• [Your task]:
Word for word, reproduce all of the entries shown below.

START Records provided

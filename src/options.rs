use std::collections::HashMap;
use std::time::Duration;

use crate::errors::{ClientError, ErrorKind};
use crate::model::config::Variable;
use crate::value::Value;
use crate::Client;

/// Configuration options of the [`Client`].
pub struct Options {
    url: String,
    project: String,
    variables: Vec<Variable>,
    defaults: HashMap<String, bool>,
    values_defaults: HashMap<String, Value>,
    request_timeout: Duration,
    refresh_interval: Duration,
}

impl Options {
    /// Get the flags server base URL.
    pub fn url(&self) -> &str {
        &self.url
    }

    /// Get the project name.
    pub fn project(&self) -> &str {
        &self.project
    }

    /// Get the declared context variables.
    pub fn variables(&self) -> &[Variable] {
        &self.variables
    }

    /// Get the declared flags with their build-time defaults.
    pub fn defaults(&self) -> &HashMap<String, bool> {
        &self.defaults
    }

    /// Get the declared feature values with their build-time defaults.
    pub fn values_defaults(&self) -> &HashMap<String, Value> {
        &self.values_defaults
    }

    /// Get the configured HTTP request timeout.
    pub fn request_timeout(&self) -> Duration {
        self.request_timeout
    }

    /// Get the configured refresh interval of the sync loop.
    pub fn refresh_interval(&self) -> Duration {
        self.refresh_interval
    }
}

/// Builder to create the [`Client`].
///
/// # Examples
///
/// ```no_run
/// use std::time::Duration;
/// use featureflags::{Client, Value, Variable, VariableType};
///
/// let client = Client::builder("https://flags.example.com", "my-project")
///     .variable(Variable::new("plan", VariableType::String))
///     .flag_default("NEW_CHECKOUT", false)
///     .value_default("UPLOAD_LIMIT", Value::Int(10))
///     .refresh_interval(Duration::from_secs(10))
///     .build()
///     .unwrap();
/// ```
pub struct ClientBuilder {
    url: String,
    project: String,
    variables: Vec<Variable>,
    defaults: HashMap<String, bool>,
    values_defaults: HashMap<String, Value>,
    request_timeout: Option<Duration>,
    refresh_interval: Option<Duration>,
}

impl ClientBuilder {
    pub(crate) fn new(url: &str, project: &str) -> Self {
        Self {
            url: url.trim_end_matches('/').to_owned(),
            project: project.to_owned(),
            variables: Vec::default(),
            defaults: HashMap::default(),
            values_defaults: HashMap::default(),
            request_timeout: None,
            refresh_interval: None,
        }
    }

    /// Declare a context variable usable in server-side conditions.
    ///
    /// # Examples
    ///
    /// ```rust
    /// use featureflags::{Client, Variable, VariableType};
    ///
    /// let builder = Client::builder("https://flags.example.com", "my-project")
    ///     .variable(Variable::new("plan", VariableType::String));
    /// ```
    pub fn variable(mut self, variable: Variable) -> Self {
        self.variables.push(variable);
        self
    }

    /// Declare a feature flag with its build-time default state.
    ///
    /// Only declared flags can be accessed on a [`crate::Snapshot`].
    pub fn flag_default(mut self, name: &str, enabled: bool) -> Self {
        self.defaults.insert(name.to_owned(), enabled);
        self
    }

    /// Declare a feature value with its build-time default.
    ///
    /// Only declared values can be accessed on a [`crate::Snapshot`].
    pub fn value_default(mut self, name: &str, value: Value) -> Self {
        self.values_defaults.insert(name.to_owned(), value);
        self
    }

    /// Set the HTTP request timeout.
    /// Default value is `5` seconds.
    pub fn request_timeout(mut self, timeout: Duration) -> Self {
        self.request_timeout = Some(timeout);
        self
    }

    /// Set the interval between two successful sync exchanges.
    /// Default value is `10` seconds.
    pub fn refresh_interval(mut self, interval: Duration) -> Self {
        self.refresh_interval = Some(interval);
        self
    }

    /// Create the [`Client`] from the configuration made on the builder.
    ///
    /// # Errors
    ///
    /// This method fails if the URL or the project name is empty, or if the
    /// HTTP client cannot be initialized.
    pub fn build(self) -> Result<Client, ClientError> {
        if self.url.is_empty() {
            return Err(ClientError::new(
                ErrorKind::InvalidConfig,
                "The flags server URL cannot be empty".to_owned(),
            ));
        }
        if self.project.is_empty() {
            return Err(ClientError::new(
                ErrorKind::InvalidConfig,
                "The project name cannot be empty".to_owned(),
            ));
        }
        Client::with_options(self.build_options())
    }

    pub(crate) fn build_options(self) -> Options {
        Options {
            url: self.url,
            project: self.project,
            variables: self.variables,
            defaults: self.defaults,
            values_defaults: self.values_defaults,
            request_timeout: self.request_timeout.unwrap_or(Duration::from_secs(5)),
            refresh_interval: self.refresh_interval.unwrap_or(Duration::from_secs(10)),
        }
    }
}

#[cfg(test)]
mod options_tests {
    use super::*;

    #[test]
    fn defaults_applied() {
        let options = ClientBuilder::new("http://localhost/", "test-project").build_options();
        assert_eq!(options.url(), "http://localhost");
        assert_eq!(options.project(), "test-project");
        assert_eq!(options.request_timeout(), Duration::from_secs(5));
        assert_eq!(options.refresh_interval(), Duration::from_secs(10));
        assert!(options.defaults().is_empty());
    }

    #[test]
    fn empty_url_rejected() {
        let err = ClientBuilder::new("", "test-project").build().err().unwrap();
        assert_eq!(err.kind, ErrorKind::InvalidConfig);
    }

    #[test]
    fn empty_project_rejected() {
        let err = ClientBuilder::new("http://localhost", "").build().err().unwrap();
        assert_eq!(err.kind, ErrorKind::InvalidConfig);
    }
}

END Records provided

• [The completed task]:
filename src/options.rs
use std::collections::HashMap;
use std::time::Duration;

use crate::errors::{ClientError, ErrorKind};
use crate::model::config::Variable;
use crate::value::Value;
use crate::Client;

/// Configuration options of the [`Client`].
pub struct Options {
    url: String,
    project: String,
    variables: Vec<Variable>,
    defaults: HashMap<String, bool>,
    values_defaults: HashMap<String, Value>,
    request_timeout: Duration,
    refresh_interval: Duration,
}

impl Options {
    /// Get the flags server base URL.
    pub fn url(&self) -> &str {
        &self.url
    }

    /// Get the project name.
    pub fn project(&self) -> &str {
        &self.project
    }

    /// Get the declared context variables.
    pub fn variables(&self) -> &[Variable] {
        &self.variables
    }

    /// Get the declared flags with their build-time defaults.
    pub fn defaults(&self) -> &HashMap<String, bool> {
        &self.defaults
    }

    /// Get the declared feature values with their build-time defaults.
    pub fn values_defaults(&self) -> &HashMap<String, Value> {
        &self.values_defaults
    }

    /// Get the configured HTTP request timeout.
    pub fn request_timeout(&self) -> Duration {
        self.request_timeout
    }

    /// Get the configured refresh interval of the sync loop.
    pub fn refresh_interval(&self) -> Duration {
        self.refresh_interval
    }
}

/// Builder to create the [`Client`].
///
/// # Examples
///
/// ```no_run
/// use std::time::Duration;
/// use featureflags::{Client, Value, Variable, VariableType};
///
/// let client = Client::builder("https://flags.example.com", "my-project")
///     .variable(Variable::new("plan", VariableType::String))
///     .flag_default("NEW_CHECKOUT", false)
///     .value_default("UPLOAD_LIMIT", Value::Int(10))
///     .refresh_interval(Duration::from_secs(10))
///     .build()
///     .unwrap();
/// ```
pub struct ClientBuilder {
    url: String,
    project: String,
    variables: Vec<Variable>,
    defaults: HashMap<String, bool>,
    values_defaults: HashMap<String, Value>,
    request_timeout: Option<Duration>,
    refresh_interval: Option<Duration>,
}

impl ClientBuilder {
    pub(crate) fn new(url: &str, project: &str) -> Self {
        Self {
            url: url.trim_end_matches('/').to_owned(),
            project: project.to_owned(),
            variables: Vec::default(),
            defaults: HashMap::default(),
            values_defaults: HashMap::default(),
            request_timeout: None,
            refresh_interval: None,
        }
    }

    /// Declare a context variable usable in server-side conditions.
    ///
    /// # Examples
    ///
    /// ```rust
    /// use featureflags::{Client, Variable, VariableType};
    ///
    /// let builder = Client::builder("https://flags.example.com", "my-project")
    ///     .variable(Variable::new("plan", VariableType::String));
    /// ```
    pub fn variable(mut self, variable: Variable) -> Self {
        self.variables.push(variable);
        self
    }

    /// Declare a feature flag with its build-time default state.
    ///
    /// Only declared flags can be accessed on a [`crate::Snapshot`].
    pub fn flag_default(mut self, name: &str, enabled: bool) -> Self {
        self.defaults.insert(name.to_owned(), enabled);
        self
    }

    /// Declare a feature value with its build-time default.
    ///
    /// Only declared values can be accessed on a [`crate::Snapshot`].
    pub fn value_default(mut self, name: &str, value: Value) -> Self {
        self.values_defaults.insert(name.to_owned(), value);
        self
    }

    /// Set the HTTP request timeout.
    /// Default value is `5` seconds.
    pub fn request_timeout(mut self, timeout: Duration) -> Self {
        self.request_timeout = Some(timeout);
        self
    }

    /// Set the interval between two successful sync exchanges.
    /// Default value is `10` seconds.
    pub fn refresh_interval(mut self, interval: Duration) -> Self {
        self.refresh_interval = Some(interval);
        self
    }

    /// Create the [`Client`] from the configuration made on the builder.
    ///
    /// # Errors
    ///
    /// This method fails if the URL or the project name is empty, or if the
    /// HTTP client cannot be initialized.
    pub fn build(self) -> Result<Client, ClientError> {
        if self.url.is_empty() {
            return Err(ClientError::new(
                ErrorKind::InvalidConfig,
                "The flags server URL cannot be empty".to_owned(),
            ));
        }
        if self.project.is_empty() {
            return Err(ClientError::new(
                ErrorKind::InvalidConfig,
                "The project name cannot be empty".to_owned(),
            ));
        }
        Client::with_options(self.build_options())
    }

    pub(crate) fn build_options(self) -> Options {
        Options {
            url: self.url,
            project: self.project,
            variables: self.variables,
            defaults: self.defaults,
            values_defaults: self.values_defaults,
            request_timeout: self.request_timeout.unwrap_or(Duration::from_secs(5)),
            refresh_interval: self.refresh_interval.unwrap_or(Duration::from_secs(10)),
        }
    }
}

#[cfg(test)]
mod options_tests {
    use super::*;

    #[test]
    fn defaults_applied() {
        let options = ClientBuilder::new("http://localhost/", "test-project").build_options();
        assert_eq!(options.url(), "http://localhost");
        assert_eq!(options.project(), "test-project");
        assert_eq!(options.request_timeout(), Duration::from_secs(5));
        assert_eq!(options.refresh_interval(), Duration::from_secs(10));
        assert!(options.defaults().is_empty());
    }

    #[test]
    fn empty_url_rejected() {
        let err = ClientBuilder::new("", "test-project").build().err().unwrap();
        assert_eq!(err.kind, ErrorKind::InvalidConfig);
    }

    #[test]
    fn empty_project_rejected() {
        let err = ClientBuilder::new("http://localhost", "").build().err().unwrap();
        assert_eq!(err.kind, ErrorKind::InvalidConfig);
    }
}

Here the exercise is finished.